REQUIRED WORK:
The records follow. Give them all back exactly.

== == ==

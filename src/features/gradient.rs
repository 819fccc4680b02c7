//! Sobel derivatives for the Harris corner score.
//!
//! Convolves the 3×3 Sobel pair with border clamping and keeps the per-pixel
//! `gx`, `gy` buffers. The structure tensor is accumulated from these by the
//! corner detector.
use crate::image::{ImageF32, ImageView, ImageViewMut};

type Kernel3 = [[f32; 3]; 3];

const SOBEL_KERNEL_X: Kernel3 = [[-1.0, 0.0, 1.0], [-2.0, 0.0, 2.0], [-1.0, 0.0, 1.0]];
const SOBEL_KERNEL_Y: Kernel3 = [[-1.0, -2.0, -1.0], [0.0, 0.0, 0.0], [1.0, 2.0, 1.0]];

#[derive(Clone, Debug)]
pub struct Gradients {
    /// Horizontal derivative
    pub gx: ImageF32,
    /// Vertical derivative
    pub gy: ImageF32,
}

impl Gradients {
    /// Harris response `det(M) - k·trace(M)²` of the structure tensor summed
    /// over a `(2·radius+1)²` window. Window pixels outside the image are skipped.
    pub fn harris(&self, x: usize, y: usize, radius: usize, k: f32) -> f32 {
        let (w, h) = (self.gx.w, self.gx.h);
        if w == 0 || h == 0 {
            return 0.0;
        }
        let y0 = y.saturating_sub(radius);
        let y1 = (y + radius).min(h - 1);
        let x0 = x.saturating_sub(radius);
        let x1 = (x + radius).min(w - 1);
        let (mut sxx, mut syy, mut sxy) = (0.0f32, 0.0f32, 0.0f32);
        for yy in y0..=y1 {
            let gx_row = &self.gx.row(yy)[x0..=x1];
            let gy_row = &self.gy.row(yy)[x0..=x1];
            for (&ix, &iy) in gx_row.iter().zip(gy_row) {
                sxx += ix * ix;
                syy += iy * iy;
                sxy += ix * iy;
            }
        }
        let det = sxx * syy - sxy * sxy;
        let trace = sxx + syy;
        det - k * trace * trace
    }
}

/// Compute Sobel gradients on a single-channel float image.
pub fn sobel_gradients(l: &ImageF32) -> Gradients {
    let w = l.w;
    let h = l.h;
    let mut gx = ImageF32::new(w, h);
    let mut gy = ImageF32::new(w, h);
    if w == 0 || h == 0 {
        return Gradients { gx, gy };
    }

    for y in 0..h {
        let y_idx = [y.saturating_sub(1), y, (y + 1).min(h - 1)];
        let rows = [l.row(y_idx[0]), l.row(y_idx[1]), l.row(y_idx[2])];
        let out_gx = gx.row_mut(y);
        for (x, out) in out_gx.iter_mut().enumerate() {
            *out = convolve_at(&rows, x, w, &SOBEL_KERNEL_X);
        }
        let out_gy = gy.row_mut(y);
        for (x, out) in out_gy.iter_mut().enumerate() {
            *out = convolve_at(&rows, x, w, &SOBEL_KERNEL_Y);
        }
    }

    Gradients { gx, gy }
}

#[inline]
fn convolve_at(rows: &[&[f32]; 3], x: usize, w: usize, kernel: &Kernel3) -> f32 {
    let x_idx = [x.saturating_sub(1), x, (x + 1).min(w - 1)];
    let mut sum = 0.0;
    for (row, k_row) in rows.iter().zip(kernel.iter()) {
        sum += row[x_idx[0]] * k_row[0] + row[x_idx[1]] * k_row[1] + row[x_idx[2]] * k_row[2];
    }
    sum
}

== == ==

TASK OUTPUT:
filename src/features/gradient.rs
repository 819fccc4680b02c7
//! Sobel derivatives for the Harris corner score.
//!
//! Convolves the 3×3 Sobel pair with border clamping and keeps the per-pixel
//! `gx`, `gy` buffers. The structure tensor is accumulated from these by the
//! corner detector.
use crate::image::{ImageF32, ImageView, ImageViewMut};

type Kernel3 = [[f32; 3]; 3];

const SOBEL_KERNEL_X: Kernel3 = [[-1.0, 0.0, 1.0], [-2.0, 0.0, 2.0], [-1.0, 0.0, 1.0]];
const SOBEL_KERNEL_Y: Kernel3 = [[-1.0, -2.0, -1.0], [0.0, 0.0, 0.0], [1.0, 2.0, 1.0]];

#[derive(Clone, Debug)]
pub struct Gradients {
    /// Horizontal derivative
    pub gx: ImageF32,
    /// Vertical derivative
    pub gy: ImageF32,
}

impl Gradients {
    /// Harris response `det(M) - k·trace(M)²` of the structure tensor summed
    /// over a `(2·radius+1)²` window. Window pixels outside the image are skipped.
    pub fn harris(&self, x: usize, y: usize, radius: usize, k: f32) -> f32 {
        let (w, h) = (self.gx.w, self.gx.h);
        if w == 0 || h == 0 {
            return 0.0;
        }
        let y0 = y.saturating_sub(radius);
        let y1 = (y + radius).min(h - 1);
        let x0 = x.saturating_sub(radius);
        let x1 = (x + radius).min(w - 1);
        let (mut sxx, mut syy, mut sxy) = (0.0f32, 0.0f32, 0.0f32);
        for yy in y0..=y1 {
            let gx_row = &self.gx.row(yy)[x0..=x1];
            let gy_row = &self.gy.row(yy)[x0..=x1];
            for (&ix, &iy) in gx_row.iter().zip(gy_row) {
                sxx += ix * ix;
                syy += iy * iy;
                sxy += ix * iy;
            }
        }
        let det = sxx * syy - sxy * sxy;
        let trace = sxx + syy;
        det - k * trace * trace
    }
}

/// Compute Sobel gradients on a single-channel float image.
pub fn sobel_gradients(l: &ImageF32) -> Gradients {
    let w = l.w;
    let h = l.h;
    let mut gx = ImageF32::new(w, h);
    let mut gy = ImageF32::new(w, h);
    if w == 0 || h == 0 {
        return Gradients { gx, gy };
    }

    for y in 0..h {
        let y_idx = [y.saturating_sub(1), y, (y + 1).min(h - 1)];
        let rows = [l.row(y_idx[0]), l.row(y_idx[1]), l.row(y_idx[2])];
        let out_gx = gx.row_mut(y);
        for (x, out) in out_gx.iter_mut().enumerate() {
            *out = convolve_at(&rows, x, w, &SOBEL_KERNEL_X);
        }
        let out_gy = gy.row_mut(y);
        for (x, out) in out_gy.iter_mut().enumerate() {
            *out = convolve_at(&rows, x, w, &SOBEL_KERNEL_Y);
        }
    }

    Gradients { gx, gy }
}

#[inline]
fn convolve_at(rows: &[&[f32]; 3], x: usize, w: usize, kernel: &Kernel3) -> f32 {
    let x_idx = [x.saturating_sub(1), x, (x + 1).min(w - 1)];
    let mut sum = 0.0;
    for (row, k_row) in rows.iter().zip(kernel.iter()) {
        sum += row[x_idx[0]] * k_row[0] + row[x_idx[1]] * k_row[1] + row[x_idx[2]] * k_row[2];
    }
    sum
}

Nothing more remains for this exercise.